Trade relations have existed between Arabia and the Indian subcontinent since ancient times. Even in the pre-Islamic era, Arab traders used to visit the Konkan-Gujarat coast and Malabar Coast, which linked them with the ports of Southeast Asia. Newly Islamised Arabs were Islam's first contact with India. Historians Elliot and Dowson say in their book The History of India, as Told by Its Own Historians, that the first ship bearing Muslim travellers was seen on the Indian coast as early as 630 CE. H. G. Rawlinson in his book Ancient and Medieval History of India claims that the first Arab Muslims settled on the Indian coast in the last part of the 7th century CE. This fact is corroborated by J. Sturrock in his Madras District Manuals and by Haridas Bhattacharya in Cultural Heritage of India Vol. IV. With the rise of Islam, Arabs emerged as a significant cultural force on the global stage. Through their extensive trade and commerce networks, Arab merchants and traders became key ambassadors of the faith, shared its teachings wherever they traveled.

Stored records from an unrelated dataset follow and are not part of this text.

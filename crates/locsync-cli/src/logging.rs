//! Tracing subscriber setup

use tracing_subscriber::{EnvFilter, fmt, prelude::*};

/// Install the process-wide subscriber.
///
/// `RUST_LOG` wins when set; otherwise `info`, or `debug` with `verbose`.
/// Logs go to stderr so stdout stays clean for `--json` output.
pub fn init(verbose: bool) {
    let default_level = if verbose { "debug" } else { "info" };
    let filter_layer = EnvFilter::try_from_default_env().unwrap_or_else(|_| EnvFilter::new(default_level));

    let fmt_layer = fmt::layer()
        .with_writer(std::io::stderr)
        .with_target(verbose)
        .compact();

    // A subscriber may already be installed when embedded in tests
    let _ = tracing_subscriber::registry()
        .with(filter_layer)
        .with(fmt_layer)
        .try_init();
}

According to popular tradition, Islam was brought to Lakshadweep islands, situated just to the west of Malabar Coast, by Ubaidullah in 661 CE. His grave is believed to be located on the island of Andrott. According to Kerala Muslim tradition, the Masjid Zeenath Baksh at Mangalore is one of the oldest mosques in the Indian subcontinent. According to the Legend of Cheraman Perumals, the first Indian mosque was built in 624 CE at Kodungallur in present-day Kerala with the mandate of the last the ruler (the Cheraman Perumal) of Chera dynasty, who converted to Islam during the lifetime of the Islamic prophet Muhammad (c. 570–632). According to Qissat Shakarwati Farmad, the Masjids at Kodungallur, Kollam, Madayi, Barkur, Mangalore, Kasaragod, Kannur, Dharmadam, Panthalayini, and Chaliyam, were built during the era of Malik Dinar, and they are among the oldest Masjids in the Indian subcontinent. It is believed that Malik Dinar died at Thalangara in Kasaragod town.

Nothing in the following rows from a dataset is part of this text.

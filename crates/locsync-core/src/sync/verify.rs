//! Translation coverage check

use serde::Serialize;

use crate::Result;
use crate::config::Config;
use crate::local::{LocalStore, localized_path};
use crate::model::Keyset;

/// Missing translations for one target language.
#[derive(Debug, Clone, PartialEq, Eq, Serialize)]
pub struct LanguageCoverage {
    pub language: String,
    pub total: usize,
    pub missing: usize,
}

/// Outcome of [`verify`]. Only languages with a shortfall are listed.
#[derive(Debug, Clone, Default, PartialEq, Eq, Serialize)]
pub struct VerifyReport {
    pub total_keys: usize,
    pub shortfalls: Vec<LanguageCoverage>,
}

impl VerifyReport {
    pub fn is_complete(&self) -> bool {
        self.shortfalls.is_empty()
    }

    /// Process exit status for the report.
    pub fn exit_code(&self) -> i32 {
        if self.is_complete() { 0 } else { 1 }
    }
}

/// Check that every key has a non-empty value in every target language.
pub fn verify(config: &Config, local: &LocalStore) -> Result<VerifyReport> {
    let mut combined = Keyset::new("locsync.verify");
    for path in local.discover(&config.resource_files)? {
        for language in config.all_languages() {
            let file = if language == config.development_language {
                path.clone()
            } else {
                localized_path(&path, &language)
            };
            combined.merge(&local.read_keyset(&file, &language)?, false);
        }
    }
    combined.drop_empty();

    let total = combined.len();
    tracing::info!(language = %config.development_language, keys = total, "Verifying translations");

    let mut report = VerifyReport {
        total_keys: total,
        shortfalls: Vec::new(),
    };
    for language in &config.target_languages {
        let missing = combined.keys().filter(|key| !key.is_translated(language)).count();
        if missing > 0 {
            tracing::error!(language = %language, total, missing, "Translations missing");
            report.shortfalls.push(LanguageCoverage {
                language: language.clone(),
                total,
                missing,
            });
        }
    }
    Ok(report)
}
//! Logging setup utilities shared by the server and client binaries.

use tracing_subscriber::{layer::SubscriberExt, util::SubscriberInitExt};

/// Initialize the tracing subscriber with the specified default log level.
///
/// Sets up logging for the workspace crates and the binary. The default can
/// be overridden with the `RUST_LOG` environment variable.
///
/// # Arguments
///
/// * `binary_name` - The name of the binary (e.g., "gavel-server")
/// * `default_log_level` - The default log level (e.g., "debug", "info")
pub fn setup_logger(binary_name: &str, default_log_level: &str) {
    tracing_subscriber::registry()
        .with(
            tracing_subscriber::EnvFilter::try_from_default_env().unwrap_or_else(|_| {
                format!(
                    "gavel_shared={level},gavel_server={level},gavel_client={level},{bin}={level}",
                    level = default_log_level,
                    bin = binary_name.replace('-', "_"),
                )
                .into()
            }),
        )
        .with(tracing_subscriber::fmt::layer())
        .init();
}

The first Indian mosque, Cheraman Juma Mosque, is thought to have been built in 629 CE by Malik Deenar although some historians say the first mosque was in Gujarat in between 610 and 623 CE. In Malabar, the Mappilas may have been the first community to convert to Islam.

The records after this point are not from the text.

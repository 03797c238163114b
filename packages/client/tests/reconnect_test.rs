//! Reconnect behavior against an in-process server.

use std::net::SocketAddr;
use std::sync::{Arc, Mutex};
use std::time::Duration;

use tokio::sync::mpsc;

use gavel_client::dispatch::{ClientMessageDispatcher, NotificationDisplay};
use gavel_client::error::ClientError;
use gavel_client::manager::ClientConnectionManager;
use gavel_client::prompt::Command;
use gavel_client::session::{SessionEnd, run_session};
use gavel_server::build_router;
use gavel_server::hub::{AuctionHub, AuctionPublisher};
use gavel_server::registry::ConnectionRegistry;
use gavel_server::state::AppState;
use gavel_shared::protocol::NotificationPayload;
use gavel_shared::time::SystemClock;

/// Display that records everything for later assertions.
#[derive(Clone)]
struct RecordingDisplay {
    events: Arc<Mutex<Vec<String>>>,
    notifications: Arc<Mutex<Vec<NotificationPayload>>>,
}

impl RecordingDisplay {
    fn new() -> Self {
        Self {
            events: Arc::new(Mutex::new(Vec::new())),
            notifications: Arc::new(Mutex::new(Vec::new())),
        }
    }

    fn event_count_containing(&self, needle: &str) -> usize {
        self.events
            .lock()
            .unwrap()
            .iter()
            .filter(|line| line.contains(needle))
            .count()
    }
}

impl NotificationDisplay for RecordingDisplay {
    fn notification(&mut self, payload: &NotificationPayload) {
        self.notifications.lock().unwrap().push(payload.clone());
    }

    fn event(&mut self, line: String) {
        self.events.lock().unwrap().push(line);
    }
}

async fn start_server() -> (
    SocketAddr,
    Arc<ConnectionRegistry>,
    tokio::task::JoinHandle<()>,
) {
    let registry = Arc::new(ConnectionRegistry::new());
    let state = Arc::new(AppState::new(registry.clone(), Arc::new(SystemClock)));
    let listener = tokio::net::TcpListener::bind("127.0.0.1:0")
        .await
        .expect("bind ephemeral port");
    let addr = listener.local_addr().expect("local addr");
    let app = build_router(state);
    let handle = tokio::spawn(async move {
        axum::serve(listener, app).await.expect("serve");
    });
    (addr, registry, handle)
}

async fn wait_until<F, Fut>(mut predicate: F)
where
    F: FnMut() -> Fut,
    Fut: std::future::Future<Output = bool>,
{
    for _ in 0..250 {
        if predicate().await {
            return;
        }
        tokio::time::sleep(Duration::from_millis(20)).await;
    }
    panic!("condition not reached within deadline");
}

#[tokio::test]
async fn test_client_rejoins_its_auction_after_losing_the_connection() {
    // given: a server, and a client whose desired state says "watch 7"
    let (addr, registry, _server) = start_server().await;
    let display = RecordingDisplay::new();
    let mut manager = ClientConnectionManager::new(format!("ws://{}/ws", addr));
    manager.request_join(7);
    let mut dispatcher = ClientMessageDispatcher::new(None, display.clone());
    let (command_tx, mut command_rx) = mpsc::unbounded_channel::<Command>();

    // when: the first session is killed server-side mid-watch
    {
        let session = run_session(&mut manager, &mut dispatcher, &mut command_rx);
        let registry = registry.clone();
        let controller = async move {
            wait_until(|| {
                let registry = registry.clone();
                async move { registry.room_member_count(7).await == Some(1) }
            })
            .await;
            // Evict every connection, as a heartbeat timeout would.
            registry.sweep(i64::MAX / 2, 60_000).await;
        };
        let (result, _) = tokio::join!(session, controller);
        match result {
            Ok(SessionEnd::Lost) | Err(ClientError::ConnectionLost(_)) => {}
            other => panic!("expected a lost connection, got {:?}", other),
        }
    }
    manager.on_disconnected(Some(Duration::ZERO));

    // then: the next session re-joins auction 7 with no user command at all
    {
        let session = run_session(&mut manager, &mut dispatcher, &mut command_rx);
        let registry = registry.clone();
        let command_tx = command_tx.clone();
        let controller = async move {
            wait_until(|| {
                let registry = registry.clone();
                async move { registry.room_member_count(7).await == Some(1) }
            })
            .await;
            command_tx.send(Command::Quit).expect("send quit");
        };
        let (result, _) = tokio::join!(session, controller);
        assert!(matches!(result, Ok(SessionEnd::Quit)));
    }

    // Both sessions received a fresh subscription confirmation.
    assert_eq!(display.event_count_containing("auction 7"), 2);
}

#[tokio::test]
async fn test_identified_client_receives_its_notification_end_to_end() {
    // given: a client identified as user 7 and watching auction 42
    let (addr, registry, _server) = start_server().await;
    let hub = AuctionHub::new(registry.clone(), Arc::new(SystemClock));
    let display = RecordingDisplay::new();
    let mut manager = ClientConnectionManager::new(format!("ws://{}/ws", addr));
    manager.set_identity(7);
    manager.request_join(42);
    let mut dispatcher = ClientMessageDispatcher::new(Some(7), display.clone());
    let (command_tx, mut command_rx) = mpsc::unbounded_channel::<Command>();

    let payload = NotificationPayload {
        user_id: 7,
        kind: "outbid".to_string(),
        listing_id: Some(42),
        message: "You have been outbid".to_string(),
    };

    // when: the notification generator targets user 7
    let session = run_session(&mut manager, &mut dispatcher, &mut command_rx);
    let expected = payload.clone();
    let display_for_controller = display.clone();
    let controller = async move {
        let registry_for_wait = registry.clone();
        wait_until(move || {
            let registry = registry_for_wait.clone();
            async move { registry.user_snapshot(7).await.len() == 1 }
        })
        .await;
        let delivered = hub.notify_user(7, expected).await;
        assert_eq!(delivered, 1);
        wait_until(move || {
            let display = display_for_controller.clone();
            async move { !display.notifications.lock().unwrap().is_empty() }
        })
        .await;
        command_tx.send(Command::Quit).expect("send quit");
    };
    let (result, _) = tokio::join!(session, controller);

    // then:
    assert!(matches!(result, Ok(SessionEnd::Quit)));
    assert_eq!(
        display.notifications.lock().unwrap().as_slice(),
        &[payload]
    );
}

Historical evidence shows that Arabs and Muslims interacted with Indians from the early days of Islam and possibly before the arrival of Islam in Arab regions. Arab traders transmitted the numeral system developed by Indians to the Middle East and Europe.

Commercial intercourse between Arabia and India had gone on from time immemorial, with for example the sale of dates and aromatic herbs by Arabs traders who came to Indian shores every spring with the advent of the monsoon breeze. People living on the western coast of India were as familiar with the annual coming of Arab traders as they were with the flocks of monsoon birds; they were as ancient a phenomenon as the monsoon itself. However, whereas monsoon birds flew back to Africa after a sojourn of few months, not all traders returned to their homes in the desert; many married Indian women and settled in India.

The advent of Muhammad (569–632 CE) transformed the previously idolatrous and fragmented Arabs into a nation unified by faith and driven by a shared commitment to spreading the message of Islam. Arab merchant seamen, who had long brought goods like dates to South India, now introduced the new religion, which found a warm reception in the region. South Indian communities welcomed the construction of mosques and facilitated cultural integration, including intermarriage between Arabs and local women. This led to the formation of a distinct Indian-Arabian Muslim community. By the early 9th century, Muslim missionaries in Malabar achieved a significant milestone when they inspired the conversion of the local king to Islam.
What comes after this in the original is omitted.